The work goes on
04 October 2011 | Valdivia, Chile
While our long delay in making an update here might make one wonder if we are super busy, actually we are not. In fact it is slightly boring. The boat construction advances some everyday, though there is little we can directly do on the boat at this time. We continue to organize for a food provisioning that will need to last for 8 weeks, inventory and upgrade our warm clothes, and splice and sew specialty line assemblies for the storm drogue and shore tie lines required for Patagonian waters.
There are sailing hardware and instrumentation bits appearing rapidly now, and it is starting to look like a functional boat. The most dramatic visual feature however is the artist-painted floor, which today in the main cabin/saloon has been completed. We chose a painted floor over the imitation wood laminate flooring installed in most boats, because we thought it would look dull and detracting next to the bamboo finish wood. As we were trying to decide what color to make it, in stepped Nancy, an artist from Steamboat Springs, who has painted floors and pool bottoms and wall murals and assured us she could do a first-rate job placing true art on Helka's floor. First rate it is, her work is truly awesome, check back in a few days when I get a photo album together about it. The picture above does not really do it justice (it is all I have tonight), and that is not a tail sticking out of Nancy's butt but the tail of an intricate sea serpent.

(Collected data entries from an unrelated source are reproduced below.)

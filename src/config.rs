//! Engine configuration.
//!
//! Every threshold the engine uses lives here. Defaults mirror the values the
//! crowdsourcing server shipped with; all of them are tunable through JSON or
//! environment variables.

use std::time::Duration;

use serde::{Deserialize, Serialize};

use crate::error::{EngineError, EngineResult};

const SECS_PER_DAY: u64 = 24 * 60 * 60;

/// Longest window or age any duration setting may name (100 years).
pub const MAX_DURATION_SECS: u64 = 100 * 365 * SECS_PER_DAY;

/// `secs` as a signed time delta, clamped to `MAX_DURATION_SECS`.
pub fn seconds_delta(secs: u64) -> chrono::Duration {
    let max = chrono::Duration::days((MAX_DURATION_SECS / SECS_PER_DAY) as i64);
    i64::try_from(secs.min(MAX_DURATION_SECS))
        .ok()
        .and_then(chrono::Duration::try_seconds)
        .unwrap_or(max)
}

/// Sliding-window admission limits (per fingerprint).
#[derive(Debug, Clone, PartialEq, Serialize, Deserialize)]
#[serde(default)]
pub struct RateLimitConfig {
    /// Reports accepted per fingerprint within `window_secs`, across all strategies.
    pub max_reports_per_window: usize,
    pub window_secs: u64,
    /// Distinct strategies one fingerprint may report on within `window_secs`.
    pub max_distinct_strategies_per_window: usize,
    /// Reports per fingerprint for one strategy within `strategy_window_secs`.
    pub max_reports_per_strategy_window: usize,
    pub strategy_window_secs: u64,
}

impl Default for RateLimitConfig {
    fn default() -> Self {
        Self {
            max_reports_per_window: 10,
            window_secs: 3600,
            max_distinct_strategies_per_window: 5,
            max_reports_per_strategy_window: 1,
            strategy_window_secs: 300,
        }
    }
}

impl RateLimitConfig {
    pub fn window(&self) -> chrono::Duration {
        seconds_delta(self.window_secs)
    }

    pub fn strategy_window(&self) -> chrono::Duration {
        seconds_delta(self.strategy_window_secs)
    }

    /// Longest look-back any admission check needs.
    pub fn lookback(&self) -> chrono::Duration {
        seconds_delta(self.window_secs.max(self.strategy_window_secs))
    }
}

/// Status state machine thresholds.
#[derive(Debug, Clone, PartialEq, Serialize, Deserialize)]
#[serde(default)]
pub struct StatusThresholds {
    /// K_min: successes needed before a strategy can be confirmed.
    pub min_votes: u64,
    /// R_confirm: success ratio needed for confirmation or recovery.
    pub confirm_ratio: f64,
    /// R_deprecate: recent success ratio below which a strategy is deprecated.
    pub deprecate_ratio: f64,
    /// T_stale: age of the last success after which a strategy is deprecated.
    pub stale_after_secs: u64,
    /// Half-life of the decayed recent success/fail tallies.
    pub recent_half_life_secs: u64,
}

impl Default for StatusThresholds {
    fn default() -> Self {
        Self {
            min_votes: 5,
            confirm_ratio: 0.60,
            deprecate_ratio: 0.40,
            stale_after_secs: 7 * SECS_PER_DAY,
            recent_half_life_secs: 3 * SECS_PER_DAY,
        }
    }
}

impl StatusThresholds {
    pub fn stale_after(&self) -> chrono::Duration {
        seconds_delta(self.stale_after_secs)
    }
}

/// Read-path limits.
#[derive(Debug, Clone, PartialEq, Serialize, Deserialize)]
#[serde(default)]
pub struct RankingConfig {
    pub max_results: usize,
    /// Below this many provider-specific results, other providers are consulted.
    pub min_provider_results: usize,
    pub fallback_min_ratio: f64,
}

impl Default for RankingConfig {
    fn default() -> Self {
        Self {
            max_results: 5,
            min_provider_results: 3,
            fallback_min_ratio: 0.70,
        }
    }
}

/// Boundary validation limits.
#[derive(Debug, Clone, PartialEq, Serialize, Deserialize)]
#[serde(default)]
pub struct ReportLimits {
    pub max_latency_ms: f64,
    pub max_args_bytes: usize,
    pub max_args_depth: usize,
    pub min_fingerprint_len: usize,
    pub max_fingerprint_len: usize,
    pub max_provider_id_len: usize,
    pub max_service_id_len: usize,
    pub max_client_version_len: usize,
}

impl Default for ReportLimits {
    fn default() -> Self {
        Self {
            max_latency_ms: 120_000.0,
            max_args_bytes: 16 * 1024,
            max_args_depth: 8,
            min_fingerprint_len: 16,
            max_fingerprint_len: 128,
            max_provider_id_len: 50,
            max_service_id_len: 100,
            max_client_version_len: 64,
        }
    }
}

/// Store access bounds and retry policy.
#[derive(Debug, Clone, PartialEq, Serialize, Deserialize)]
#[serde(default)]
pub struct StoreConfig {
    pub lock_timeout_ms: u64,
    pub retry_attempts: u32,
    pub retry_backoff_ms: u64,
    pub max_backoff_ms: u64,
    pub read_pool_size: usize,
}

impl Default for StoreConfig {
    fn default() -> Self {
        Self {
            lock_timeout_ms: 2000,
            retry_attempts: 3,
            retry_backoff_ms: 25,
            max_backoff_ms: 500,
            read_pool_size: 4,
        }
    }
}

impl StoreConfig {
    pub fn lock_timeout(&self) -> Duration {
        Duration::from_millis(self.lock_timeout_ms)
    }

    /// Backoff before retry number `attempt` (1-based), doubling and capped.
    pub fn backoff(&self, attempt: u32) -> Duration {
        let shift = attempt.saturating_sub(1).min(16);
        let ms = self
            .retry_backoff_ms
            .saturating_mul(1u64 << shift)
            .min(self.max_backoff_ms);
        Duration::from_millis(ms)
    }
}

/// Complete engine configuration.
#[derive(Debug, Clone, Default, PartialEq, Serialize, Deserialize)]
#[serde(default)]
pub struct EngineConfig {
    pub rate_limit: RateLimitConfig,
    pub status: StatusThresholds,
    pub ranking: RankingConfig,
    pub limits: ReportLimits,
    pub store: StoreConfig,
}

impl EngineConfig {
    /// Parse a JSON document; missing sections and fields take defaults.
    pub fn from_json_str(json: &str) -> EngineResult<Self> {
        let config: EngineConfig = serde_json::from_str(json)?;
        config.validate()?;
        Ok(config)
    }

    /// Defaults overridden by the environment variables the server recognises.
    pub fn from_env() -> EngineResult<Self> {
        Self::from_lookup(|name| std::env::var(name).ok())
    }

    fn from_lookup<F>(lookup: F) -> EngineResult<Self>
    where
        F: Fn(&str) -> Option<String>,
    {
        let mut config = EngineConfig::default();

        if let Some(v) = parse_var(&lookup, "MAX_REPORTS_PER_HOUR")? {
            config.rate_limit.max_reports_per_window = v;
            config.rate_limit.window_secs = 3600;
        }
        if let Some(v) = parse_var(&lookup, "MIN_VOTES_VERIFIED")? {
            config.status.min_votes = v;
        }
        if let Some(v) = parse_var(&lookup, "VERIFIED_RATE_THRESHOLD")? {
            config.status.confirm_ratio = v;
        }
        if let Some(v) = parse_var(&lookup, "STALE_RATE_THRESHOLD")? {
            config.status.deprecate_ratio = v;
        }
        if let Some(days) = parse_var::<u64, _>(&lookup, "STALE_DAYS")? {
            config.status.stale_after_secs = days.checked_mul(SECS_PER_DAY).ok_or_else(|| {
                EngineError::Config(format!("STALE_DAYS={} is out of range", days))
            })?;
        }
        if let Some(v) = parse_var(&lookup, "MAX_STRATEGIES_RESPONSE")? {
            config.ranking.max_results = v;
        }
        if let Some(v) = parse_var(&lookup, "MIN_PROVIDER_STRATEGIES")? {
            config.ranking.min_provider_results = v;
        }
        if let Some(v) = parse_var(&lookup, "FALLBACK_SUCCESS_RATE")? {
            config.ranking.fallback_min_ratio = v;
        }
        if let Some(v) = parse_var(&lookup, "STORE_LOCK_TIMEOUT_MS")? {
            config.store.lock_timeout_ms = v;
        }

        config.validate()?;
        Ok(config)
    }

    /// Reject combinations the state machine or limiter cannot work with.
    pub fn validate(&self) -> EngineResult<()> {
        let ratios = [
            ("status.confirm_ratio", self.status.confirm_ratio),
            ("status.deprecate_ratio", self.status.deprecate_ratio),
            ("ranking.fallback_min_ratio", self.ranking.fallback_min_ratio),
        ];
        for (name, value) in ratios {
            if !(0.0..=1.0).contains(&value) {
                return Err(EngineError::Config(format!(
                    "{} must be within [0, 1], got {}",
                    name, value
                )));
            }
        }
        if self.status.deprecate_ratio > self.status.confirm_ratio {
            return Err(EngineError::Config(format!(
                "status.deprecate_ratio ({}) exceeds status.confirm_ratio ({})",
                self.status.deprecate_ratio, self.status.confirm_ratio
            )));
        }
        if self.rate_limit.window_secs == 0 || self.rate_limit.strategy_window_secs == 0 {
            return Err(EngineError::Config(
                "rate limit windows must be non-zero".to_string(),
            ));
        }
        if self.status.stale_after_secs == 0 || self.status.recent_half_life_secs == 0 {
            return Err(EngineError::Config(
                "status durations must be non-zero".to_string(),
            ));
        }
        let durations = [
            ("rate_limit.window_secs", self.rate_limit.window_secs),
            ("rate_limit.strategy_window_secs", self.rate_limit.strategy_window_secs),
            ("status.stale_after_secs", self.status.stale_after_secs),
            ("status.recent_half_life_secs", self.status.recent_half_life_secs),
            ("store.lock_timeout_ms", self.store.lock_timeout_ms / 1000),
            ("store.max_backoff_ms", self.store.max_backoff_ms / 1000),
        ];
        for (name, secs) in durations {
            if secs > MAX_DURATION_SECS {
                return Err(EngineError::Config(format!(
                    "{} exceeds the {}s limit",
                    name, MAX_DURATION_SECS
                )));
            }
        }
        if self.store.retry_attempts == 0 {
            return Err(EngineError::Config(
                "store.retry_attempts must be at least 1".to_string(),
            ));
        }
        if !self.limits.max_latency_ms.is_finite() || self.limits.max_latency_ms <= 0.0 {
            return Err(EngineError::Config(
                "limits.max_latency_ms must be a positive number".to_string(),
            ));
        }
        if self.limits.min_fingerprint_len > self.limits.max_fingerprint_len {
            return Err(EngineError::Config(
                "limits.min_fingerprint_len exceeds limits.max_fingerprint_len".to_string(),
            ));
        }
        Ok(())
    }
}

fn parse_var<T, F>(lookup: &F, name: &str) -> EngineResult<Option<T>>
where
    T: std::str::FromStr,
    T::Err: std::fmt::Display,
    F: Fn(&str) -> Option<String>,
{
    match lookup(name) {
        None => Ok(None),
        Some(raw) => raw
            .trim()
            .parse()
            .map(Some)
            .map_err(|e| EngineError::Config(format!("{}={:?}: {}", name, raw, e))),
    }
}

Now that the saloon is free of the floor painters, final furniture and instrumentation installation will proceed rapidly. Already most of the wiring and instrumentation is installed in other parts of the boat. We expect to make the first tests of the electrical system on Thursday and put the boat in the water on Friday. The uhh, bilge pumps must be functional for that. Thereafter, intensive testing can begin for all of the systems that need sea water, such as the engines, as well as the many more electrical, electronic, refrigeration, heating, and water desalination systems.
Now that I have purged all of the German from my language processor and Zia is taking intensive Spanish lessons, we are becoming more comfortable with the language barrier. On Sunday, we had a great mid-day dinner with lots of happy families in a cheery sea-side restaurant, and in conversation with the owner I explained that we were staying in Valdivia, are from the United States, and in three weeks would be passing by his restaurant on a sailboat bound for Patagonia. I thought it was all well until I looked up the word I used for boat, "bota," which is actually a boot, and which would explain the puzzled look on his face at that moment.
Fingers crossed for a Friday launch...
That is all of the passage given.